Source: Goldman Sachs, Bloomberg.
As for the Bloomberg measure, just a month ago, this measure was at essentially its all-time easiest (going back to 1990) (Exhibit 2). However, this gauge is clearly more sensitive to short-term swings in asset values. From the close on Monday July 29 to the close on Monday August 5, the Bloomberg FCI tightened by about 1.2 standard deviations. Over the following two days, the Bloomberg measure retraced over half of that tightening.
Exhibit 2: Bloomberg Financial Conditions Index
Note: 0 = neutral. Greater than 0 = looser. Less than 0 = tighter. Zero represents average conditions over the period from 1994 to July 1, 2008, and the index is scaled so that +1 represents one standard deviation easier than the mean and -1 represents one standard deviation tighter.
Source: Bloomberg.
Chair Powell and other Fed officials have repeatedly noted when they discuss the topic that they like to take a broad view of financial conditions, spanning more than just a single indicator like 10-year Treasury yields or stock prices. A financial conditions index that closely replicates that approach is the Chicago Fed National Financial Conditions Index. This composite, my favorite measure of financial conditions, casts a far wider net, including 105 measures of financial activity. In addition to a large number of market-based prices and spreads, this index includes many other variables, such as responses from the Federal Reserve Board’s Senior Loan Officer Survey, the NFIB small business survey, and the University of Michigan survey of consumers. As a result, unlike the other two measures, this index does not update daily. Rather, it is calculated weekly (with revisions), and a number of the components are reported even less frequently—at the extreme, the Senior Loan Officer survey is conducted only once a quarter.
Based on the Chicago Fed measure, financial conditions were, as late as mid-July, their easiest since late 2021, since before the Fed began to raise rates. The latest weekly reading is for August 2 and barely moved. To be fair, the August 2 reading could be revised tighter going forward.
Exhibit 3: Chicago Fed National Financial Conditions Index
Note: Up is tighter and down is looser, with 0 representing the long-term median of conditions. The index is scaled to standard deviations.
Source: Chicago Fed.
Status Quo Ante
At the height of the panic on August 5, financial markets priced high odds of an emergency Fed rate cut within days. One of the main arguments that I heard for such a move was that financial conditions were tightening dramatically, so that an already vulnerable economy would be further damaged by an increasingly restrictive financial atmosphere.
In such a scenario, initial conditions matter. If financial conditions swing from easy to tight in short order, that would likely have a discernible impact on how the Fed sees policy.
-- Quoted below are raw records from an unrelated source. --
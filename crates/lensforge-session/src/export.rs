//! Portable export format.
//!
//! Sets and maps are written as plain arrays and `[key, value]` pairs so the
//! document does not depend on how a reader models collections.

use chrono::{DateTime, Utc};
use serde::{Deserialize, Serialize};

use lensforge_core::{Session, SessionContext, SessionMetrics, SessionPreferences, StateSnapshot};
use lensforge_metrics::SessionReport;

/// Version tag written into, and required from, every export document.
pub const EXPORT_FORMAT_VERSION: &str = "1.0";

#[derive(Debug, Clone, Serialize, Deserialize)]
#[serde(rename_all = "camelCase")]
pub struct ExportDocument {
    pub version: String,
    pub session: ExportedSession,
    #[serde(default)]
    pub snapshots: Vec<ExportedSnapshot>,
    #[serde(default)]
    pub report: Option<SessionReport>,
    pub export_timestamp: DateTime<Utc>,
}

#[derive(Debug, Clone, Serialize, Deserialize)]
#[serde(rename_all = "camelCase")]
pub struct ExportedMetrics {
    pub total_generations: u64,
    pub average_madness_index: f64,
    #[serde(default)]
    pub unique_domains_used: Vec<String>,
    pub successful_hybrids: u64,
    #[serde(default)]
    pub tool_usage: Vec<(String, u64)>,
}

impl From<&SessionMetrics> for ExportedMetrics {
    fn from(m: &SessionMetrics) -> Self {
        Self {
            total_generations: m.total_generations,
            average_madness_index: m.average_madness_index,
            unique_domains_used: m.unique_domains_used.iter().cloned().collect(),
            successful_hybrids: m.successful_hybrids,
            tool_usage: m
                .tool_usage
                .iter()
                .map(|(tool, count)| (tool.clone(), *count))
                .collect(),
        }
    }
}

impl From<ExportedMetrics> for SessionMetrics {
    fn from(m: ExportedMetrics) -> Self {
        let mut tool_usage = std::collections::BTreeMap::new();
        for (tool, count) in m.tool_usage {
            *tool_usage.entry(tool).or_insert(0) += count;
        }
        Self {
            total_generations: m.total_generations,
            average_madness_index: m.average_madness_index,
            unique_domains_used: m.unique_domains_used.into_iter().collect(),
            successful_hybrids: m.successful_hybrids,
            tool_usage,
        }
    }
}

#[derive(Debug, Clone, Serialize, Deserialize)]
#[serde(rename_all = "camelCase")]
pub struct ExportedSession {
    pub id: String,
    pub user_id: String,
    pub start_time: DateTime<Utc>,
    pub last_activity: DateTime<Utc>,
    pub context: SessionContext,
    pub metrics: ExportedMetrics,
    #[serde(default)]
    pub preferences: SessionPreferences,
}

impl From<&Session> for ExportedSession {
    fn from(s: &Session) -> Self {
        Self {
            id: s.id.clone(),
            user_id: s.user_id.clone(),
            start_time: s.start_time,
            last_activity: s.last_activity,
            context: s.context.clone(),
            metrics: ExportedMetrics::from(&s.metrics),
            preferences: s.preferences.clone(),
        }
    }
}

impl From<ExportedSession> for Session {
    fn from(s: ExportedSession) -> Self {
        Self {
            id: s.id,
            user_id: s.user_id,
            start_time: s.start_time,
            last_activity: s.last_activity,
            context: s.context,
            metrics: s.metrics.into(),
            preferences: s.preferences,
        }
    }
}

#[derive(Debug, Clone, Serialize, Deserialize)]
#[serde(rename_all = "camelCase")]
pub struct ExportedSnapshot {
    pub id: String,
    pub session_id: String,
    pub timestamp: DateTime<Utc>,
    pub state: ExportedSession,
    pub checksum: String,
}

impl From<&StateSnapshot> for ExportedSnapshot {
    fn from(s: &StateSnapshot) -> Self {
        Self {
            id: s.id.clone(),
            session_id: s.session_id.clone(),
            timestamp: s.timestamp,
            state: ExportedSession::from(&s.state),
            checksum: s.checksum.clone(),
        }
    }
}

#[cfg(test)]
mod tests {
    use super::*;

    #[test]
    fn test_metrics_written_as_arrays_and_pairs() {
        let mut session = Session::new("u1", Some("test"));
        session.metrics.unique_domains_used.insert("biology".into());
        session.metrics.tool_usage.insert("generate_lens".into(), 3);

        let exported = ExportedSession::from(&session);
        let json = serde_json::to_value(&exported).unwrap();
        assert_eq!(json["metrics"]["uniqueDomainsUsed"], serde_json::json!(["biology"]));
        assert_eq!(json["metrics"]["toolUsage"], serde_json::json!([["generate_lens", 3]]));

        let back: Session = exported.into();
        assert_eq!(back, session);
    }

    #[test]
    fn test_duplicate_tool_pairs_are_summed() {
        let metrics = ExportedMetrics {
            total_generations: 0,
            average_madness_index: 0.0,
            unique_domains_used: vec!["a".into(), "a".into()],
            successful_hybrids: 0,
            tool_usage: vec![("t".into(), 1), ("t".into(), 2)],
        };
        let metrics: SessionMetrics = metrics.into();
        assert_eq!(metrics.tool_usage["t"], 3);
        assert_eq!(metrics.unique_domains_used.len(), 1);
    }
}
In contrast, if financial conditions merely shift from extremely easy to moderately easy, the Fed can presumably afford to take a more relaxed approach.
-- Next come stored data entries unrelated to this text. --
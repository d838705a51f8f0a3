//! Error types shared across Lensforge crates.

use thiserror::Error;

/// Result type alias using the core [`Error`].
pub type Result<T> = std::result::Result<T, Error>;

/// Core error type.
#[derive(Error, Debug)]
pub enum Error {
    /// Configuration error
    #[error("Configuration error: {0}")]
    Config(String),

    /// A value outside its allowed range
    #[error("Validation error: {0}")]
    Validation(String),
}

impl Error {
    /// Get a recovery suggestion for this error.
    pub fn recovery_suggestion(&self) -> Option<&'static str> {
        match self {
            Error::Config(_) => Some("Check your config file at ~/.config/lensforge/config.toml"),
            Error::Validation(_) => Some("Check value ranges: madness levels are 0-10"),
        }
    }
}

/// Format an error with its recovery suggestion.
pub fn format_error_with_suggestion(error: &Error) -> String {
    let mut output = error.to_string();
    if let Some(suggestion) = error.recovery_suggestion() {
        output.push_str(&format!("\n  Suggestion: {}", suggestion));
    }
    output
}

#[cfg(test)]
mod tests {
    use super::*;

    #[test]
    fn test_config_error_has_suggestion() {
        let err = Error::Config("bad backend".into());
        assert!(err.to_string().contains("bad backend"));
        assert!(format_error_with_suggestion(&err).contains("Suggestion"));
    }

    #[test]
    fn test_validation_error_mentions_range() {
        let err = Error::Validation("averageMadnessIndex 42 outside 0..=10".into());
        assert!(err.to_string().starts_with("Validation error"));
        assert!(err.recovery_suggestion().unwrap().contains("0-10"));
    }
}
For now, a crisis in financial markets appears to have been averted. Obviously, panic and an ensuing sharp tightening in financial conditions can strike at any time. However, in considering how the Fed might respond, it is important to keep in mind our starting point, and, in the current case, financial conditions appear to be quite easy, which means that it would take a drastic shift to take them into restrictive territory. In this environment, it is understandable that the Fed would prefer to take a patient approach rather than reacting to a brief panic, as financial market participants in the heat of the moment were calling for.